Dataset items:

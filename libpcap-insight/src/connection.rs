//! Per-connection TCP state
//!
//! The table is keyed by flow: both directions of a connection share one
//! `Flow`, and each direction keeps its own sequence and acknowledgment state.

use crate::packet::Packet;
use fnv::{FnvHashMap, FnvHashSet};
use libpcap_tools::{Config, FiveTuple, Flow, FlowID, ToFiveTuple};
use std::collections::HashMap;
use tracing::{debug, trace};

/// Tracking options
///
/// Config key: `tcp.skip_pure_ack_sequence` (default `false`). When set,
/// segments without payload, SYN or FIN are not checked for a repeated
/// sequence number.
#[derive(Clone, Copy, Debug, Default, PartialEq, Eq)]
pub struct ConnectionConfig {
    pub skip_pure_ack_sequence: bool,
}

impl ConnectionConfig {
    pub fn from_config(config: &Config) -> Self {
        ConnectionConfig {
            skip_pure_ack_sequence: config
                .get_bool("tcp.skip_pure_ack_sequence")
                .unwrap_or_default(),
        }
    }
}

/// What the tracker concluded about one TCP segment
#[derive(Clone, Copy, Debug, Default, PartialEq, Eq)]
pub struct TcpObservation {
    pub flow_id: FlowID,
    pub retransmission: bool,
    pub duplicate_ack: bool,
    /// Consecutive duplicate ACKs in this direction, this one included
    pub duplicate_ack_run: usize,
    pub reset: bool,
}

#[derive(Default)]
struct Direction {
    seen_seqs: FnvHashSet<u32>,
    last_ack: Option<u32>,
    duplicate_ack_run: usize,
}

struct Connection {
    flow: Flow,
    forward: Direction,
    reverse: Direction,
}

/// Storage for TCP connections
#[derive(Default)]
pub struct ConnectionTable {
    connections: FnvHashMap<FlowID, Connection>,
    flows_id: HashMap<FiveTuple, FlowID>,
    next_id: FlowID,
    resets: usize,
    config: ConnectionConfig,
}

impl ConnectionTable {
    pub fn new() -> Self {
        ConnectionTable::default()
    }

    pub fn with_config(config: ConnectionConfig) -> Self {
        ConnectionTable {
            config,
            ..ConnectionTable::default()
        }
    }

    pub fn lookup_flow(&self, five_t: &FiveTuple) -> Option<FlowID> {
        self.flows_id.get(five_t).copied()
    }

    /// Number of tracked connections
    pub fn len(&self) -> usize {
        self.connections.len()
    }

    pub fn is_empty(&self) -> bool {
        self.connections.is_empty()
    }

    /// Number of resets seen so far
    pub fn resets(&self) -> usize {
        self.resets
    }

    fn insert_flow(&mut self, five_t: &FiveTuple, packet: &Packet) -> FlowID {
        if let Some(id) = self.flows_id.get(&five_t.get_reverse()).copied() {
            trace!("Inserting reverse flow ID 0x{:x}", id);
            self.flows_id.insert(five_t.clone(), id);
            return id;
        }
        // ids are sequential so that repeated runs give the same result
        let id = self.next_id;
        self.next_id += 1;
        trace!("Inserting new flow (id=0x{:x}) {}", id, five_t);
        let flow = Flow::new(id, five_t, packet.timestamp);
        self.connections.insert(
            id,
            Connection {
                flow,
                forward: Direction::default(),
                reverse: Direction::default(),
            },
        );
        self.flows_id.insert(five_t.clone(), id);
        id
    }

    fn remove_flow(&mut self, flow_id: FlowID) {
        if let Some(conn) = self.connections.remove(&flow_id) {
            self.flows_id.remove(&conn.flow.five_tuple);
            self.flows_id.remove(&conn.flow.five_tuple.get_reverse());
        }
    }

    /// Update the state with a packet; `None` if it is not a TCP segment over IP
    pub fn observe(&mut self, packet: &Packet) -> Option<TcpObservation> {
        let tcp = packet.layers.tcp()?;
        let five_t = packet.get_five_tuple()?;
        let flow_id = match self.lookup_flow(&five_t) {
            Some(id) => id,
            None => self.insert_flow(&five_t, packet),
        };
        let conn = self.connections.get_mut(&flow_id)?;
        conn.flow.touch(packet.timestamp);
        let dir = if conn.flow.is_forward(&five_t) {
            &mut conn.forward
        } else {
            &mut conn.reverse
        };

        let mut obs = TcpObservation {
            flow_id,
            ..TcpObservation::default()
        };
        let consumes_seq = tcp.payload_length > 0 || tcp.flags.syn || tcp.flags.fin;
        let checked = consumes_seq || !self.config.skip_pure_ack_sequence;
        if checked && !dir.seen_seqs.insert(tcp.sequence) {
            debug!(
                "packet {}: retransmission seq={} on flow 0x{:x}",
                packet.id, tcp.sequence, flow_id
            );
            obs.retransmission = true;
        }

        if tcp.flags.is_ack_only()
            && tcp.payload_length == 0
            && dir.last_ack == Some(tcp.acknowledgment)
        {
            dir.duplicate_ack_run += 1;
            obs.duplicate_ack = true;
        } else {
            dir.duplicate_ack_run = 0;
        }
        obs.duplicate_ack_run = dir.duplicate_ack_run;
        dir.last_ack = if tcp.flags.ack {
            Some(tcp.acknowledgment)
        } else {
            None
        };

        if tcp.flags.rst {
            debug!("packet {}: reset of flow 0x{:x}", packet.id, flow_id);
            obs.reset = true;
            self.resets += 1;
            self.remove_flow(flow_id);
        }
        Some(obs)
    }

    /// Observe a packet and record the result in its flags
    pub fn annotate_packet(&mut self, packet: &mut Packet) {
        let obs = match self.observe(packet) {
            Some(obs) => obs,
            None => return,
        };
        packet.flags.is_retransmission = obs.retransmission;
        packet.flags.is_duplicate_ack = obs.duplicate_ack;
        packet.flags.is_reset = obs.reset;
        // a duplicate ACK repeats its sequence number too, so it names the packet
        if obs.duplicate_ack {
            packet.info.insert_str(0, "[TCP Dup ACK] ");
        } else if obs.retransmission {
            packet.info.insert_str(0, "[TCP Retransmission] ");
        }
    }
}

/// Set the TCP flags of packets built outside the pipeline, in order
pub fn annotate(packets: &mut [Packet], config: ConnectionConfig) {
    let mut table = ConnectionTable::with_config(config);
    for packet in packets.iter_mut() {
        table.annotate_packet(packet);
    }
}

EXERCISE BRIEF | Using only the entries above, output the line with "one TCP segment", the line with "fn insert_flow(&mut self, five_t: &FiveTuple, packet: &Packet)", and all lines between them, exactly as they stand.

PROBLEM SOLUTION |
/// What the tracker concluded about one TCP segment
#[derive(Clone, Copy, Debug, Default, PartialEq, Eq)]
pub struct TcpObservation {
    pub flow_id: FlowID,
    pub retransmission: bool,
    pub duplicate_ack: bool,
    /// Consecutive duplicate ACKs in this direction, this one included
    pub duplicate_ack_run: usize,
    pub reset: bool,
}

#[derive(Default)]
struct Direction {
    seen_seqs: FnvHashSet<u32>,
    last_ack: Option<u32>,
    duplicate_ack_run: usize,
}

struct Connection {
    flow: Flow,
    forward: Direction,
    reverse: Direction,
}

/// Storage for TCP connections
#[derive(Default)]
pub struct ConnectionTable {
    connections: FnvHashMap<FlowID, Connection>,
    flows_id: HashMap<FiveTuple, FlowID>,
    next_id: FlowID,
    resets: usize,
    config: ConnectionConfig,
}

impl ConnectionTable {
    pub fn new() -> Self {
        ConnectionTable::default()
    }

    pub fn with_config(config: ConnectionConfig) -> Self {
        ConnectionTable {
            config,
            ..ConnectionTable::default()
        }
    }

    pub fn lookup_flow(&self, five_t: &FiveTuple) -> Option<FlowID> {
        self.flows_id.get(five_t).copied()
    }

    /// Number of tracked connections
    pub fn len(&self) -> usize {
        self.connections.len()
    }

    pub fn is_empty(&self) -> bool {
        self.connections.is_empty()
    }

    /// Number of resets seen so far
    pub fn resets(&self) -> usize {
        self.resets
    }

    fn insert_flow(&mut self, five_t: &FiveTuple, packet: &Packet) -> FlowID {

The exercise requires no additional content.